** Opening Recorded information block **
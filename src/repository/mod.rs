//! Run ledger persistence.
//!
//! All database access uses Diesel over SQLite through diesel-async's
//! `SyncConnectionWrapper`.

pub mod context;
pub mod models;
pub mod pool;
pub mod runs;

pub use context::LedgerContext;
pub use pool::{DbError, SqlitePool};
pub use runs::RunRepository;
** Closing Recorded information block **
Exercise
Output the line containing "Run ledger persistence." together with all later lines of the entries, exactly as written, through the final line.

Answer below
//! Run ledger persistence.
//!
//! All database access uses Diesel over SQLite through diesel-async's
//! `SyncConnectionWrapper`.

pub mod context;
pub mod models;
pub mod pool;
pub mod runs;

pub use context::LedgerContext;
pub use pool::{DbError, SqlitePool};
pub use runs::RunRepository;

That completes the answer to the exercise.